Below are the entries; determine how many of their lines contain the string "negotiation" and give that figure alone.
------------------------------------
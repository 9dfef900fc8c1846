//! FTP client core (RFC 959, with RFC 2428 EPSV/EPRT and RFC 3659 MLSD).
//!
//! Architecture:
//! - `types`: replies, transfer modes, configuration
//! - `error`: FTP-specific error type
//! - `protocol`: control channel reply codec
//! - `connection`: TCP transport, urgent data
//! - `security`: pluggable protection of the control channel
//! - `signals`: deadlines and interrupt escalation
//! - `client`: session state, login, command dispatch
//! - `transfer`: data channel negotiation (PASV/EPSV/PORT/EPRT)
//! - `ascii`: line-ending conversion for ASCII transfers
//! - `file_ops`: download, upload, listing retrieval, abort
//! - `directory`: CWD, MKD, RMD, rename, SIZE/MDTM, cached listings
//! - `parser`: Unix/DOS/EPLF/MLSD listing parser
//! - `remote`: remote file and directory records
//! - `cache`: directory cache with pending flushes
//! - `path`: remote path arithmetic
//! - `remote_glob`: wildcard expansion against listings
//! - `fxp`: server-to-server copy
//! - `pool`: open sessions and the current one

pub mod types;
pub mod error;
pub mod protocol;
pub mod connection;
pub mod security;
pub mod signals;
pub mod client;
pub mod transfer;
pub mod ascii;
pub mod file_ops;
pub mod directory;
pub mod parser;
pub mod remote;
pub mod cache;
pub mod path;
pub mod remote_glob;
pub mod fxp;
pub mod pool;

pub use types::*;
pub use error::{FtpError, FtpErrorKind, FtpResult};
pub use client::FtpSession;
pub use cache::DirectoryCache;
pub use parser::{parse_entry, parse_listing, ListingDialect, ParsedEntry};
pub use remote::{RemoteDirectory, RemoteFile};
pub use remote_glob::{contains_wildcards, exclude_dotdirs};
pub use signals::{
    spawn_signal_listener, with_deadline, Escalation, InterruptHandle, InterruptPolicy,
};
pub use security::{ClearMechanism, ProtectionLevel, SecurityMechanism};
pub use transfer::DataChannel;
pub use file_ops::ProgressHook;
pub use fxp::fxp_file;
pub use pool::FtpPool;
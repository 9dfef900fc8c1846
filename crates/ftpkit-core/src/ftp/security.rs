//! Security mechanism boundary (RFC 2228).
//!
//! Authentication handshakes live outside this crate. What lives here is the
//! narrow contract a mechanism has to satisfy once it is in place, plus the
//! framing the client applies around it:
//! - protected replies (631/632/633) are base64 + `decode`
//! - protected commands are `MIC`/`ENC`/`CONF` + base64 of `encode`
//! - protected data is a stream of 4-byte big-endian length + encoded block

use crate::ftp::error::{FtpError, FtpResult};
use base64::{engine::general_purpose::STANDARD, Engine as _};
use serde::{Deserialize, Serialize};

/// Default `PBSZ` buffer size requested after login.
pub const DEFAULT_BUFFER_SIZE: usize = 1_048_576;

// ─── Protection levels ───────────────────────────────────────────────

#[derive(Debug, Clone, Copy, Serialize, Deserialize, PartialEq, Eq, PartialOrd, Ord, Hash)]
#[serde(rename_all = "camelCase")]
pub enum ProtectionLevel {
    Clear,
    Safe,
    Confidential,
    Private,
}

impl Default for ProtectionLevel {
    fn default() -> Self {
        Self::Clear
    }
}

impl ProtectionLevel {
    pub fn name(self) -> &'static str {
        match self {
            Self::Clear => "clear",
            Self::Safe => "safe",
            Self::Confidential => "confidential",
            Self::Private => "private",
        }
    }

    /// Letter used with `PROT`.
    pub fn prot_char(self) -> char {
        match self {
            Self::Clear => 'C',
            Self::Safe => 'S',
            Self::Confidential => 'E',
            Self::Private => 'P',
        }
    }

    /// Case-insensitive, accepts any unambiguous prefix ("conf", "p").
    pub fn from_name(name: &str) -> Option<Self> {
        if name.is_empty() {
            return None;
        }
        let lower = name.to_ascii_lowercase();
        [Self::Clear, Self::Safe, Self::Confidential, Self::Private]
            .into_iter()
            .find(|l| l.name().starts_with(&lower))
    }

    /// Level carried by a protected reply code.
    pub fn from_reply_code(code: u16) -> Option<Self> {
        match code {
            631 => Some(Self::Safe),
            632 => Some(Self::Private),
            633 => Some(Self::Confidential),
            _ => None,
        }
    }

    fn command_prefix(self) -> Option<&'static str> {
        match self {
            Self::Clear => None,
            Self::Safe => Some("MIC"),
            Self::Private => Some("ENC"),
            Self::Confidential => Some("CONF"),
        }
    }
}

// ─── Mechanism contract ──────────────────────────────────────────────

/// An established security context.
pub trait SecurityMechanism: Send {
    fn name(&self) -> &str;

    fn check_protection_level(&self, level: ProtectionLevel) -> bool;

    fn encode(&mut self, data: &[u8], level: ProtectionLevel) -> FtpResult<Vec<u8>>;

    fn decode(&mut self, data: &[u8], level: ProtectionLevel) -> FtpResult<Vec<u8>>;

    /// Bytes added by `encode` to a block of `len` bytes.
    fn overhead(&self, level: ProtectionLevel, len: usize) -> usize;
}

/// The null mechanism: only the clear level, identity transforms.
#[derive(Debug, Default, Clone, Copy)]
pub struct ClearMechanism;

impl SecurityMechanism for ClearMechanism {
    fn name(&self) -> &str {
        "none"
    }

    fn check_protection_level(&self, level: ProtectionLevel) -> bool {
        level == ProtectionLevel::Clear
    }

    fn encode(&mut self, data: &[u8], _level: ProtectionLevel) -> FtpResult<Vec<u8>> {
        Ok(data.to_vec())
    }

    fn decode(&mut self, data: &[u8], _level: ProtectionLevel) -> FtpResult<Vec<u8>> {
        Ok(data.to_vec())
    }

    fn overhead(&self, _level: ProtectionLevel, _len: usize) -> usize {
        0
    }
}

/// Look up a built-in mechanism by name.
pub fn mechanism_by_name(name: &str) -> Option<Box<dyn SecurityMechanism>> {
    match name.to_ascii_lowercase().as_str() {
        "none" | "clear" => Some(Box::new(ClearMechanism)),
        _ => None,
    }
}

// ─── Session security state ──────────────────────────────────────────

/// Mechanism plus the levels negotiated for commands and data.
pub struct SecurityContext {
    mech: Box<dyn SecurityMechanism>,
    pub command_prot: ProtectionLevel,
    pub data_prot: ProtectionLevel,
    pub buffer_size: usize,
}

impl std::fmt::Debug for SecurityContext {
    fn fmt(&self, f: &mut std::fmt::Formatter<'_>) -> std::fmt::Result {
        f.debug_struct("SecurityContext")
            .field("mech", &self.mech.name())
            .field("command_prot", &self.command_prot)
            .field("data_prot", &self.data_prot)
            .field("buffer_size", &self.buffer_size)
            .finish()
    }
}

impl SecurityContext {
    pub fn new(mech: Box<dyn SecurityMechanism>) -> Self {
        Self {
            mech,
            command_prot: ProtectionLevel::Clear,
            data_prot: ProtectionLevel::Clear,
            buffer_size: DEFAULT_BUFFER_SIZE,
        }
    }

    pub fn mechanism_name(&self) -> &str {
        self.mech.name()
    }

    pub fn mechanism_mut(&mut self) -> &mut dyn SecurityMechanism {
        self.mech.as_mut()
    }

    pub fn supports(&self, level: ProtectionLevel) -> bool {
        self.mech.check_protection_level(level)
    }

    pub fn data_protected(&self) -> bool {
        self.data_prot != ProtectionLevel::Clear
    }

    /// Wrap an outgoing command line (without CRLF) for the command level.
    pub fn wrap_command(&mut self, cmd: &str) -> FtpResult<String> {
        let level = self.command_prot;
        match level.command_prefix() {
            None => Ok(cmd.to_string()),
            Some(prefix) => {
                let sealed = self.mech.encode(cmd.as_bytes(), level)?;
                Ok(format!("{} {}", prefix, STANDARD.encode(sealed)))
            }
        }
    }

    /// Largest plaintext block that still fits the negotiated buffer.
    pub fn max_plain_block(&self) -> usize {
        let overhead = self.mech.overhead(self.data_prot, self.buffer_size);
        self.buffer_size.saturating_sub(overhead).max(1)
    }

    /// Encode `data` into one or more length-prefixed frames.
    pub fn seal_data(&mut self, data: &[u8]) -> FtpResult<Vec<u8>> {
        let level = self.data_prot;
        let block = self.max_plain_block();
        let mut out = Vec::with_capacity(data.len() + 16);
        for chunk in data.chunks(block) {
            let sealed = self.mech.encode(chunk, level)?;
            push_frame(&mut out, &sealed)?;
        }
        Ok(out)
    }

    /// Terminating frame sent when an upload completes.
    pub fn seal_end(&mut self) -> FtpResult<Vec<u8>> {
        let sealed = self.mech.encode(&[], self.data_prot)?;
        let mut out = Vec::with_capacity(4 + sealed.len());
        push_frame(&mut out, &sealed)?;
        Ok(out)
    }
}

fn push_frame(out: &mut Vec<u8>, sealed: &[u8]) -> FtpResult<()> {
    let len = u32::try_from(sealed.len())
        .map_err(|_| FtpError::protocol_error("protected block too large"))?;
    out.extend_from_slice(&len.to_be_bytes());
    out.extend_from_slice(sealed);
    Ok(())
}

/// Reassembles length-prefixed frames split across socket reads.
#[derive(Debug, Default)]
pub struct ProtectedReader {
    pending: Vec<u8>,
}

impl ProtectedReader {
    pub fn new() -> Self {
        Self::default()
    }

    /// Feed raw bytes, return whatever plaintext completed frames yield.
    pub fn feed(&mut self, raw: &[u8], ctx: &mut SecurityContext) -> FtpResult<Vec<u8>> {
        self.pending.extend_from_slice(raw);
        let mut plain = Vec::new();
        loop {
            if self.pending.len() < 4 {
                break;
            }
            let len = u32::from_be_bytes([
                self.pending[0],
                self.pending[1],
                self.pending[2],
                self.pending[3],
            ]) as usize;
            if self.pending.len() < 4 + len {
                break;
            }
            let frame: Vec<u8> = self.pending.drain(..4 + len).skip(4).collect();
            let decoded = ctx.mech.decode(&frame, ctx.data_prot)?;
            plain.extend_from_slice(&decoded);
        }
        Ok(plain)
    }

    /// True when a partial frame is still buffered.
    pub fn has_partial(&self) -> bool {
        !self.pending.is_empty()
    }
}

/// Decode a 631/632/633 reply line into the plaintext reply it carries.
pub fn unwrap_protected_line(
    line: &str,
    level: ProtectionLevel,
    mech: &mut dyn SecurityMechanism,
) -> FtpResult<String> {
    let payload = line.get(4..).unwrap_or("").trim();
    let raw = STANDARD
        .decode(payload)
        .map_err(|e| FtpError::protocol_error(format!("bad base64 in protected reply: {}", e)))?;
    let plain = mech.decode(&raw, level)?;
    let text = String::from_utf8_lossy(&plain);
    Ok(text.trim_end_matches(['\r', '\n']).to_string())
}
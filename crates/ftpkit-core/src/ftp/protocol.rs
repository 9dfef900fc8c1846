//! Control channel codec (RFC 959 §4, RFC 854 escapes).
//!
//! Handles:
//! - Sending FTP commands terminated with `\r\n`
//! - Reading reply lines byte by byte, answering Telnet option negotiation
//! - Concatenating multi-line replies and parsing the 3-digit code
//! - Unwrapping 631/632/633 protected replies
//! - Telnet IP + DM as urgent data ahead of `ABOR`

use crate::ftp::error::{FtpError, FtpResult};
use crate::ftp::security::{unwrap_protected_line, ProtectionLevel, SecurityContext};
use crate::ftp::types::FtpResponse;
use socket2::SockRef;
use std::mem::MaybeUninit;
use std::net::SocketAddr;
use tokio::io::{AsyncBufReadExt, AsyncWriteExt, BufReader};
use tokio::net::tcp::{OwnedReadHalf, OwnedWriteHalf};
use tokio::net::TcpStream;

// ── Telnet bytes ─────────────────────────────────────────────────────

pub const IAC: u8 = 255;
pub const DONT: u8 = 254;
pub const DO: u8 = 253;
pub const WONT: u8 = 252;
pub const WILL: u8 = 251;
/// Interrupt Process.
pub const IP: u8 = 244;
/// Data Mark.
pub const DM: u8 = 242;

/// Longest reply line kept; the rest of the line is discarded.
pub const MAX_REPLY: usize = 512;

/// The FTP command/reply codec operating on split halves.
pub struct FtpCodec {
    reader: BufReader<OwnedReadHalf>,
    writer: OwnedWriteHalf,
    /// One byte of lookahead returned by a bare CR.
    pushback: Option<u8>,
}

impl FtpCodec {
    pub fn from_tcp(stream: TcpStream) -> Self {
        let (rd, wr) = stream.into_split();
        Self {
            reader: BufReader::new(rd),
            writer: wr,
            pushback: None,
        }
    }

    pub fn peer_addr(&self) -> FtpResult<SocketAddr> {
        Ok(self.reader.get_ref().peer_addr()?)
    }

    pub fn local_addr(&self) -> FtpResult<SocketAddr> {
        Ok(self.reader.get_ref().local_addr()?)
    }

    /// Send a command line. The trailing CRLF is added here.
    pub async fn send_command(&mut self, cmd: &str) -> FtpResult<()> {
        let line = format!("{}\r\n", cmd);
        self.writer.write_all(line.as_bytes()).await?;
        self.writer.flush().await?;
        Ok(())
    }

    async fn write_raw(&mut self, bytes: &[u8]) -> FtpResult<()> {
        self.writer.write_all(bytes).await?;
        self.writer.flush().await?;
        Ok(())
    }

    /// Telnet IP and the first IAC of the synch go out as urgent data, then
    /// the Data Mark in-band.
    pub async fn send_telnet_interrupt(&mut self) -> FtpResult<()> {
        {
            let sock = SockRef::from(self.writer.as_ref());
            sock.send_out_of_band(&[IAC, IP, IAC])?;
        }
        log::trace!("--> IAC IP IAC (urgent) DM");
        self.write_raw(&[DM]).await
    }

    /// Unread reply bytes are waiting on the control channel.
    pub fn has_pending(&self) -> bool {
        if self.pushback.is_some() || !self.reader.buffer().is_empty() {
            return true;
        }
        let sock = SockRef::from(self.reader.get_ref().as_ref());
        let mut probe = [MaybeUninit::<u8>::uninit(); 1];
        matches!(sock.peek(&mut probe), Ok(n) if n > 0)
    }

    async fn next_byte(&mut self) -> FtpResult<Option<u8>> {
        if let Some(b) = self.pushback.take() {
            return Ok(Some(b));
        }
        let buf = self.reader.fill_buf().await?;
        if buf.is_empty() {
            return Ok(None);
        }
        let b = buf[0];
        self.reader.consume(1);
        Ok(Some(b))
    }

    async fn require_byte(&mut self) -> FtpResult<u8> {
        self.next_byte()
            .await?
            .ok_or_else(|| FtpError::disconnected("Server has closed control connection"))
    }

    /// Read one reply line, CRLF stripped, Telnet commands answered.
    pub async fn read_line(&mut self) -> FtpResult<String> {
        let mut line: Vec<u8> = Vec::with_capacity(128);
        let mut truncated = false;
        let mut keep = |line: &mut Vec<u8>, c: u8| {
            if line.len() < MAX_REPLY {
                line.push(c);
            } else {
                truncated = true;
            }
        };

        loop {
            let c = self.require_byte().await?;
            match c {
                IAC => {
                    let cmd = self.require_byte().await?;
                    match cmd {
                        WILL | WONT => {
                            let opt = self.require_byte().await?;
                            self.write_raw(&[IAC, DONT, opt]).await?;
                        }
                        DO | DONT => {
                            let opt = self.require_byte().await?;
                            self.write_raw(&[IAC, WONT, opt]).await?;
                        }
                        _ => {}
                    }
                }
                b'\r' => match self.require_byte().await? {
                    b'\n' => break,
                    0 => keep(&mut line, b'\r'),
                    other => {
                        self.pushback = Some(other);
                        keep(&mut line, b'\r');
                    }
                },
                b'\n' => break,
                _ => keep(&mut line, c),
            }
        }

        if truncated {
            log::warn!("Reply too long (truncated)");
        }
        Ok(String::from_utf8_lossy(&line).into_owned())
    }

    /// Read one line and, if it is a protected reply, replace it with the
    /// plaintext. `Ok(None)` means the protected reply failed to decode.
    async fn read_reply_line(
        &mut self,
        security: Option<&mut SecurityContext>,
    ) -> FtpResult<Option<String>> {
        let line = self.read_line().await?;
        let level = parse_code(&line).and_then(ProtectionLevel::from_reply_code);
        match (level, security) {
            (Some(level), Some(ctx)) => {
                match unwrap_protected_line(&line, level, ctx.mechanism_mut()) {
                    Ok(plain) => {
                        log::trace!("<== {}", plain);
                        Ok(Some(plain))
                    }
                    Err(e) => {
                        log::error!("Failed to decode {} reply: {}", level.name(), e);
                        Ok(None)
                    }
                }
            }
            _ => Ok(Some(line)),
        }
    }

    /// Read a complete reply (possibly multi-line).
    ///
    /// Multi-line replies look like:
    /// ```text
    /// 220-Welcome to my FTP server
    /// 220-This is line 2
    /// 220 End of greeting
    /// ```
    pub async fn read_response(
        &mut self,
        mut security: Option<&mut SecurityContext>,
    ) -> FtpResult<FtpResponse> {
        let first = match self.read_reply_line(security.as_deref_mut()).await? {
            Some(line) => line,
            None => return Ok(FtpResponse::new(0, Vec::new())),
        };
        let code = parse_code(&first).ok_or_else(|| {
            FtpError::protocol_error(format!("Invalid reply code in: '{}'", first))
        })?;
        let mut lines = vec![first];

        let is_multi = lines[0].len() > 3 && lines[0].as_bytes()[3] == b'-';
        if is_multi {
            let terminator = format!("{} ", &lines[0][..3]);
            loop {
                let next = match self.read_reply_line(security.as_deref_mut()).await? {
                    Some(line) => line,
                    None => return Ok(FtpResponse::new(0, lines)),
                };
                let done = next.starts_with(&terminator);
                lines.push(next);
                if done {
                    break;
                }
            }
        }

        Ok(FtpResponse::new(code, lines))
    }
}

/// Parse the 3-digit code at the start of a line.
pub fn parse_code(line: &str) -> Option<u16> {
    let digits = line.get(..3)?;
    if !digits.bytes().all(|b| b.is_ascii_digit()) {
        return None;
    }
    digits.parse().ok()
}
------------------------------------
Exercise output => 2